Responsibility: As your child grows they must become increasingly responsible for their own lives to the point that when they are an adult they will naturally take over control and live independently of you. This is a gradual process of releasing them to experience the consequences of their own decisions. There is no greater teacher than consequences. This is exactly what these verses are talking about. When we fail to work hard and our stomachs begin to rumble for lack of food we will vividly experience the consequences of laziness. But unfortunately there are too many parents who refuse to let their children experience any negative consequences of their poor decisions.  They coddle and pamper their child and rescue them from experiencing their failures. This leads to a disconnection with reality. Because as much as we may want to believe differently true character is built through overcoming adversity. And to save our children from adversity is to hobble their ability to function successfully in this world.
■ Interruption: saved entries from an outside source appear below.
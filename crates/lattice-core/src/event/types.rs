use std::any::Any;
use std::fmt;

use crate::bundle::Bundle;
use crate::event::Event;
use crate::kernel::guard::SharedError;
use crate::service::ServiceReference;

#[derive(Debug, Clone, Copy, PartialEq, Eq, Hash)]
pub enum BundleEventKind {
    Installed,
    Started,
    Stopped,
    Updated,
    Uninstalled,
    Resolved,
    Unresolved,
    Starting,
    Stopping,
    LazyActivation,
}

/// A bundle changed lifecycle state.
#[derive(Debug, Clone)]
pub struct BundleEvent {
    kind: BundleEventKind,
    bundle: Bundle,
    origin: Bundle,
}

impl BundleEvent {
    pub fn new(kind: BundleEventKind, bundle: Bundle) -> Self {
        Self { kind, origin: bundle.clone(), bundle }
    }

    /// An event caused by an operation on behalf of another bundle
    /// (e.g. an install issued through that bundle's context).
    pub fn with_origin(kind: BundleEventKind, bundle: Bundle, origin: Bundle) -> Self {
        Self { kind, bundle, origin }
    }

    pub fn kind(&self) -> BundleEventKind {
        self.kind
    }

    pub fn bundle(&self) -> &Bundle {
        &self.bundle
    }

    pub fn origin(&self) -> &Bundle {
        &self.origin
    }
}

impl Event for BundleEvent {
    fn name(&self) -> &'static str {
        match self.kind {
            BundleEventKind::Installed => "bundle.installed",
            BundleEventKind::Started => "bundle.started",
            BundleEventKind::Stopped => "bundle.stopped",
            BundleEventKind::Updated => "bundle.updated",
            BundleEventKind::Uninstalled => "bundle.uninstalled",
            BundleEventKind::Resolved => "bundle.resolved",
            BundleEventKind::Unresolved => "bundle.unresolved",
            BundleEventKind::Starting => "bundle.starting",
            BundleEventKind::Stopping => "bundle.stopping",
            BundleEventKind::LazyActivation => "bundle.lazy_activation",
        }
    }

    fn as_any(&self) -> &dyn Any {
        self
    }
}

#[derive(Debug, Clone, Copy, PartialEq, Eq, Hash)]
pub enum FrameworkEventKind {
    Started,
    Error,
    Warning,
    Info,
    Stopped,
    StoppedUpdate,
    WaitTimedOut,
}

/// A framework-wide notification, often carrying a captured error.
#[derive(Clone)]
pub struct FrameworkEvent {
    kind: FrameworkEventKind,
    bundle: Option<Bundle>,
    message: String,
    error: Option<SharedError>,
}

impl FrameworkEvent {
    pub fn new(kind: FrameworkEventKind, bundle: Option<Bundle>, message: impl Into<String>, error: Option<SharedError>) -> Self {
        Self { kind, bundle, message: message.into(), error }
    }

    pub fn kind(&self) -> FrameworkEventKind {
        self.kind
    }

    pub fn bundle(&self) -> Option<&Bundle> {
        self.bundle.as_ref()
    }

    pub fn message(&self) -> &str {
        &self.message
    }

    pub fn error(&self) -> Option<&SharedError> {
        self.error.as_ref()
    }

    /// Looks for an error of type `E` in the captured error and its sources.
    pub fn find_error<E: std::error::Error + 'static>(&self) -> Option<&E> {
        let mut current = self.error.as_deref().map(|e| e as &(dyn std::error::Error + 'static));
        while let Some(err) = current {
            if let Some(found) = err.downcast_ref::<E>() {
                return Some(found);
            }
            current = err.source();
        }
        None
    }
}

impl fmt::Debug for FrameworkEvent {
    fn fmt(&self, f: &mut fmt::Formatter<'_>) -> fmt::Result {
        f.debug_struct("FrameworkEvent")
            .field("kind", &self.kind)
            .field("bundle", &self.bundle.as_ref().map(Bundle::id))
            .field("message", &self.message)
            .field("error", &self.error.as_ref().map(|e| e.to_string()))
            .finish()
    }
}

impl Event for FrameworkEvent {
    fn name(&self) -> &'static str {
        match self.kind {
            FrameworkEventKind::Started => "framework.started",
            FrameworkEventKind::Error => "framework.error",
            FrameworkEventKind::Warning => "framework.warning",
            FrameworkEventKind::Info => "framework.info",
            FrameworkEventKind::Stopped => "framework.stopped",
            FrameworkEventKind::StoppedUpdate => "framework.stopped_update",
            FrameworkEventKind::WaitTimedOut => "framework.wait_timedout",
        }
    }

    fn as_any(&self) -> &dyn Any {
        self
    }
}

#[derive(Debug, Clone, Copy, PartialEq, Eq, Hash)]
pub enum ServiceEventKind {
    Registered,
    Modified,
    Unregistering,
    /// Properties changed and the listener's filter no longer matches.
    ModifiedEndMatch,
}

#[derive(Debug, Clone)]
pub struct ServiceEvent {
    kind: ServiceEventKind,
    reference: ServiceReference,
}

impl ServiceEvent {
    pub fn new(kind: ServiceEventKind, reference: ServiceReference) -> Self {
        Self { kind, reference }
    }

    pub fn kind(&self) -> ServiceEventKind {
        self.kind
    }

    pub fn reference(&self) -> &ServiceReference {
        &self.reference
    }
}

impl Event for ServiceEvent {
    fn name(&self) -> &'static str {
        match self.kind {
            ServiceEventKind::Registered => "service.registered",
            ServiceEventKind::Modified => "service.modified",
            ServiceEventKind::Unregistering => "service.unregistering",
            ServiceEventKind::ModifiedEndMatch => "service.modified_endmatch",
        }
    }

    fn as_any(&self) -> &dyn Any {
        self
    }
}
“Save your child from trials and you will rob them from becoming confident.”

Capability: How do our children learn to become capable and confident? Unlike the current philosophy of this age it does not come through praise. We cannot talk our children into confidence as if the more praise we heap upon them the greater their self-confidence. Confidence comes through competence and competence comes through overcoming obstacles by persevering. Save your child from trials and you will also save them from becoming confident.

I love taking to successful people. Not so much because I like hearing about their present success but because I love hearing about what trials they overcame to become successful. I had a recent conversation with a very successful internet entrepreneur who recounted the years he spent barely able to make ends meet working fourteen hour days in his basement. He told of the sacrifices he and his family made on the road to success and how numerous times he wanted to quit but didn’t. This is a man whose character was forged through the crucible of white hot trials and he came through it.   

“True happiness comes from true character. ”

Are you allowing your children to grow through their trials? Are you expecting them to overcome the obstacles in their lives and encouraging their perseverance.  Or are you more interested in their short-term happiness than their long-term success? Many parents have the mistaken view that their job is to give their children a “happy childhood”. That is just plain wrong! Please don’t misunderstand me; I am not saying that we should want our children to suffer. What I am saying is that when we focus on their happiness instead of their character we fail help them find happiness. True happiness comes from true character. So quit creating a fantasyland for your children and help them adjust to the real world of challenges, disappointments, fears and failures. And when they conquer their fears and overcome their challenges celebrate with them for the beautiful character qualities they are learning. Because they are one step closer to becoming an honorable adult and one step further from living in your basement when they are thirty!